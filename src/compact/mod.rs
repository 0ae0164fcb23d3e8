//! Conversation compaction
//!
//! Two strategies keep a long-running conversation inside its token budget:
//!
//! - **Micro-compaction** ([`micro_compact`]): single-pass, model-free
//!   truncation of verbose tool arguments and results. Structure-preserving,
//!   content-lossy, never errors.
//! - **Summarizing compaction** ([`Compactor`]): splits history into an
//!   archive window and an active window, summarizes the archive with a model
//!   call, and folds the summary into the system message — merging with any
//!   prior summary so the system message stays bounded across cycles.
//!
//! [`estimate_tokens`] is the shared heuristic both the compactor and the
//! orchestrator's auto-compact check use.

mod estimate;
mod micro;
mod summarize;

pub use estimate::estimate_tokens;
pub use micro::micro_compact;
pub use summarize::{CompactRequest, CompactResponse, Compactor};

/// Maximum length of tool arguments/results in the archive window before
/// truncation.
pub const ARCHIVE_TOOL_RESULT_LIMIT: usize = 500;

/// Maximum length of tool results kept in the active window. Larger than the
/// archive limit because recent results are what the model is reasoning
/// about, but still bounded so one oversized result cannot defeat compaction.
pub const ACTIVE_TOOL_RESULT_LIMIT: usize = 2000;

/// Marker appended to micro-compacted payloads.
pub const TRUNCATION_MARKER: &str = "...[truncated]";
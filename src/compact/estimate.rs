//! Token estimation
//!
//! Deliberately crude: 4 bytes of text per token, no tokenizer. The
//! auto-compact threshold math depends on this exact formula, so it must not
//! be "improved" without retuning the thresholds.

use crate::conversation::Message;

/// Estimate the token cost of a conversation.
///
/// Sums `content.len() / 4` per message plus `arguments.len() / 4` per tool
/// call. No side effects, no failure mode.
pub fn estimate_tokens(messages: &[Message]) -> usize {
    let mut total = 0;
    for msg in messages {
        total += msg.content.len() / 4;
        if let Some(tool_calls) = &msg.tool_calls {
            for tc in tool_calls {
                total += tc.function.arguments.len() / 4;
            }
        }
    }
    total
}

#[cfg(test)]
mod tests {
    use super::*;
    use crate::conversation::{Message, ToolCall};

    #[test]
    fn test_empty_conversation() {
        assert_eq!(estimate_tokens(&[]), 0);
    }

    #[test]
    fn test_single_short_message() {
        // 5 bytes / 4 = 1 (integer division)
        let msgs = vec![Message::user("Hello")];
        assert_eq!(estimate_tokens(&msgs), 1);
    }

    #[test]
    fn test_sums_all_messages() {
        let msgs = vec![
            Message::system(&"s".repeat(40)), // 10
            Message::user(&"u".repeat(8)),    // 2
            Message::assistant(&"a".repeat(3)), // 0
        ];
        assert_eq!(estimate_tokens(&msgs), 12);
    }

    #[test]
    fn test_counts_tool_call_arguments() {
        let args = "x".repeat(40); // 10 tokens
        let msgs = vec![Message::assistant_with_tools(
            "calling", // 7 bytes -> 1 token
            vec![
                ToolCall::function("c1", "tool_a", &args),
                ToolCall::function("c2", "tool_b", &args),
            ],
        )];
        assert_eq!(estimate_tokens(&msgs), 1 + 10 + 10);
    }
}
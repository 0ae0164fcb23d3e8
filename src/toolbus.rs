//! Tool bus interface
//!
//! The tool bus is the external registry/dispatcher of callable tools (record
//! CRUD, schema queries, context management, ...). The orchestrator only
//! depends on this trait: it lists the catalog once per request and invokes
//! tools by name as the model asks for them.

use async_trait::async_trait;
use serde::{Deserialize, Serialize};
use serde_json::Value;

use crate::error::Result;

/// A tool advertised by the bus.
#[derive(Debug, Clone, Serialize, Deserialize)]
pub struct ToolSpec {
    /// Unique tool name
    pub name: String,
    /// Human-readable description forwarded to the model
    pub description: String,
    /// JSON Schema of the tool's arguments
    #[serde(rename = "inputSchema")]
    pub input_schema: Value,
}

impl ToolSpec {
    pub fn new(name: &str, description: &str, input_schema: Value) -> Self {
        Self {
            name: name.to_string(),
            description: description.to_string(),
            input_schema,
        }
    }
}

/// One block of tool output. Only `text`-type blocks are forwarded to the
/// model; other kinds are ignored by the orchestrator.
#[derive(Debug, Clone, Serialize, Deserialize)]
pub struct ToolContent {
    /// Content type tag ("text")
    #[serde(rename = "type")]
    pub kind: String,
    /// The text payload
    #[serde(default)]
    pub text: String,
}

impl ToolContent {
    pub fn text(text: &str) -> Self {
        Self {
            kind: "text".to_string(),
            text: text.to_string(),
        }
    }
}

/// Result of one tool invocation.
///
/// A tool-level failure is reported in-band (`is_error: true`) rather than as
/// a transport error, so the model gets a chance to read the error and adapt.
#[derive(Debug, Clone, Serialize, Deserialize)]
pub struct ToolResult {
    /// Output blocks, in order
    pub content: Vec<ToolContent>,
    /// Whether the tool reported a failure
    #[serde(default, rename = "isError")]
    pub is_error: bool,
}

impl ToolResult {
    /// A successful single-text result.
    pub fn text(text: &str) -> Self {
        Self {
            content: vec![ToolContent::text(text)],
            is_error: false,
        }
    }

    /// An error result the model can react to.
    pub fn error(text: &str) -> Self {
        Self {
            content: vec![ToolContent::text(text)],
            is_error: true,
        }
    }

    /// Concatenate all text blocks, one per line.
    pub fn text_content(&self) -> String {
        let mut out = String::new();
        for block in &self.content {
            if block.kind == "text" {
                out.push_str(&block.text);
                out.push('\n');
            }
        }
        out
    }
}

/// The tool catalog and dispatcher the orchestrator talks to.
#[async_trait]
pub trait ToolBus: Send + Sync {
    /// List the available tools.
    async fn list_tools(&self) -> Result<Vec<ToolSpec>>;

    /// Invoke a tool by name with JSON arguments.
    ///
    /// Transport-level failures return `Err`; tool-level failures return
    /// `Ok` with `is_error` set.
    async fn call_tool(&self, name: &str, arguments: Value) -> Result<ToolResult>;
}

#[cfg(test)]
mod tests {
    use super::*;

    #[test]
    fn test_tool_result_text_content() {
        let result = ToolResult {
            content: vec![
                ToolContent::text("row 1"),
                ToolContent {
                    kind: "image".to_string(),
                    text: "ignored".to_string(),
                },
                ToolContent::text("row 2"),
            ],
            is_error: false,
        };
        assert_eq!(result.text_content(), "row 1\nrow 2\n");
    }

    #[test]
    fn test_tool_result_error() {
        let result = ToolResult::error("no such record");
        assert!(result.is_error);
        assert_eq!(result.text_content(), "no such record\n");
    }

    #[test]
    fn test_tool_spec_serde() {
        let spec = ToolSpec::new(
            "get_record",
            "Fetch one record by id",
            serde_json::json!({"type": "object", "required": ["id"]}),
        );
        let json = serde_json::to_string(&spec).unwrap();
        assert!(json.contains("inputSchema"));
        let parsed: ToolSpec = serde_json::from_str(&json).unwrap();
        assert_eq!(parsed.name, "get_record");
    }

    #[test]
    fn test_tool_result_default_is_error() {
        let json = r#"{"content": [{"type": "text", "text": "ok"}]}"#;
        let result: ToolResult = serde_json::from_str(json).unwrap();
        assert!(!result.is_error);
    }
}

◆ Work task: The records shown above are to be copied exactly, every one of them.

◆ Written answer:
filename src/compact/mod.rs
repository 0ae0164fcb23d3e8
//! Conversation compaction
//!
//! Two strategies keep a long-running conversation inside its token budget:
//!
//! - **Micro-compaction** ([`micro_compact`]): single-pass, model-free
//!   truncation of verbose tool arguments and results. Structure-preserving,
//!   content-lossy, never errors.
//! - **Summarizing compaction** ([`Compactor`]): splits history into an
//!   archive window and an active window, summarizes the archive with a model
//!   call, and folds the summary into the system message — merging with any
//!   prior summary so the system message stays bounded across cycles.
//!
//! [`estimate_tokens`] is the shared heuristic both the compactor and the
//! orchestrator's auto-compact check use.

mod estimate;
mod micro;
mod summarize;

pub use estimate::estimate_tokens;
pub use micro::micro_compact;
pub use summarize::{CompactRequest, CompactResponse, Compactor};

/// Maximum length of tool arguments/results in the archive window before
/// truncation.
pub const ARCHIVE_TOOL_RESULT_LIMIT: usize = 500;

/// Maximum length of tool results kept in the active window. Larger than the
/// archive limit because recent results are what the model is reasoning
/// about, but still bounded so one oversized result cannot defeat compaction.
pub const ACTIVE_TOOL_RESULT_LIMIT: usize = 2000;

/// Marker appended to micro-compacted payloads.
pub const TRUNCATION_MARKER: &str = "...[truncated]";
filename src/compact/estimate.rs
//! Token estimation
//!
//! Deliberately crude: 4 bytes of text per token, no tokenizer. The
//! auto-compact threshold math depends on this exact formula, so it must not
//! be "improved" without retuning the thresholds.

use crate::conversation::Message;

/// Estimate the token cost of a conversation.
///
/// Sums `content.len() / 4` per message plus `arguments.len() / 4` per tool
/// call. No side effects, no failure mode.
pub fn estimate_tokens(messages: &[Message]) -> usize {
    let mut total = 0;
    for msg in messages {
        total += msg.content.len() / 4;
        if let Some(tool_calls) = &msg.tool_calls {
            for tc in tool_calls {
                total += tc.function.arguments.len() / 4;
            }
        }
    }
    total
}

#[cfg(test)]
mod tests {
    use super::*;
    use crate::conversation::{Message, ToolCall};

    #[test]
    fn test_empty_conversation() {
        assert_eq!(estimate_tokens(&[]), 0);
    }

    #[test]
    fn test_single_short_message() {
        // 5 bytes / 4 = 1 (integer division)
        let msgs = vec![Message::user("Hello")];
        assert_eq!(estimate_tokens(&msgs), 1);
    }

    #[test]
    fn test_sums_all_messages() {
        let msgs = vec![
            Message::system(&"s".repeat(40)), // 10
            Message::user(&"u".repeat(8)),    // 2
            Message::assistant(&"a".repeat(3)), // 0
        ];
        assert_eq!(estimate_tokens(&msgs), 12);
    }

    #[test]
    fn test_counts_tool_call_arguments() {
        let args = "x".repeat(40); // 10 tokens
        let msgs = vec![Message::assistant_with_tools(
            "calling", // 7 bytes -> 1 token
            vec![
                ToolCall::function("c1", "tool_a", &args),
                ToolCall::function("c2", "tool_b", &args),
            ],
        )];
        assert_eq!(estimate_tokens(&msgs), 1 + 10 + 10);
    }
}
repository 0ae0164fcb23d3e8
filename src/toolbus.rs
//! Tool bus interface
//!
//! The tool bus is the external registry/dispatcher of callable tools (record
//! CRUD, schema queries, context management, ...). The orchestrator only
//! depends on this trait: it lists the catalog once per request and invokes
//! tools by name as the model asks for them.

use async_trait::async_trait;
use serde::{Deserialize, Serialize};
use serde_json::Value;

use crate::error::Result;

/// A tool advertised by the bus.
#[derive(Debug, Clone, Serialize, Deserialize)]
pub struct ToolSpec {
    /// Unique tool name
    pub name: String,
    /// Human-readable description forwarded to the model
    pub description: String,
    /// JSON Schema of the tool's arguments
    #[serde(rename = "inputSchema")]
    pub input_schema: Value,
}

impl ToolSpec {
    pub fn new(name: &str, description: &str, input_schema: Value) -> Self {
        Self {
            name: name.to_string(),
            description: description.to_string(),
            input_schema,
        }
    }
}

/// One block of tool output. Only `text`-type blocks are forwarded to the
/// model; other kinds are ignored by the orchestrator.
#[derive(Debug, Clone, Serialize, Deserialize)]
pub struct ToolContent {
    /// Content type tag ("text")
    #[serde(rename = "type")]
    pub kind: String,
    /// The text payload
    #[serde(default)]
    pub text: String,
}

impl ToolContent {
    pub fn text(text: &str) -> Self {
        Self {
            kind: "text".to_string(),
            text: text.to_string(),
        }
    }
}

/// Result of one tool invocation.
///
/// A tool-level failure is reported in-band (`is_error: true`) rather than as
/// a transport error, so the model gets a chance to read the error and adapt.
#[derive(Debug, Clone, Serialize, Deserialize)]
pub struct ToolResult {
    /// Output blocks, in order
    pub content: Vec<ToolContent>,
    /// Whether the tool reported a failure
    #[serde(default, rename = "isError")]
    pub is_error: bool,
}

impl ToolResult {
    /// A successful single-text result.
    pub fn text(text: &str) -> Self {
        Self {
            content: vec![ToolContent::text(text)],
            is_error: false,
        }
    }

    /// An error result the model can react to.
    pub fn error(text: &str) -> Self {
        Self {
            content: vec![ToolContent::text(text)],
            is_error: true,
        }
    }

    /// Concatenate all text blocks, one per line.
    pub fn text_content(&self) -> String {
        let mut out = String::new();
        for block in &self.content {
            if block.kind == "text" {
                out.push_str(&block.text);
                out.push('\n');
            }
        }
        out
    }
}

/// The tool catalog and dispatcher the orchestrator talks to.
#[async_trait]
pub trait ToolBus: Send + Sync {
    /// List the available tools.
    async fn list_tools(&self) -> Result<Vec<ToolSpec>>;

    /// Invoke a tool by name with JSON arguments.
    ///
    /// Transport-level failures return `Err`; tool-level failures return
    /// `Ok` with `is_error` set.
    async fn call_tool(&self, name: &str, arguments: Value) -> Result<ToolResult>;
}

#[cfg(test)]
mod tests {
    use super::*;

    #[test]
    fn test_tool_result_text_content() {
        let result = ToolResult {
            content: vec![
                ToolContent::text("row 1"),
                ToolContent {
                    kind: "image".to_string(),
                    text: "ignored".to_string(),
                },
                ToolContent::text("row 2"),
            ],
            is_error: false,
        };
        assert_eq!(result.text_content(), "row 1\nrow 2\n");
    }

    #[test]
    fn test_tool_result_error() {
        let result = ToolResult::error("no such record");
        assert!(result.is_error);
        assert_eq!(result.text_content(), "no such record\n");
    }

    #[test]
    fn test_tool_spec_serde() {
        let spec = ToolSpec::new(
            "get_record",
            "Fetch one record by id",
            serde_json::json!({"type": "object", "required": ["id"]}),
        );
        let json = serde_json::to_string(&spec).unwrap();
        assert!(json.contains("inputSchema"));
        let parsed: ToolSpec = serde_json::from_str(&json).unwrap();
        assert_eq!(parsed.name, "get_record");
    }

    #[test]
    fn test_tool_result_default_is_error() {
        let json = r#"{"content": [{"type": "text", "text": "ok"}]}"#;
        let result: ToolResult = serde_json::from_str(json).unwrap();
        assert!(!result.is_error);
    }
}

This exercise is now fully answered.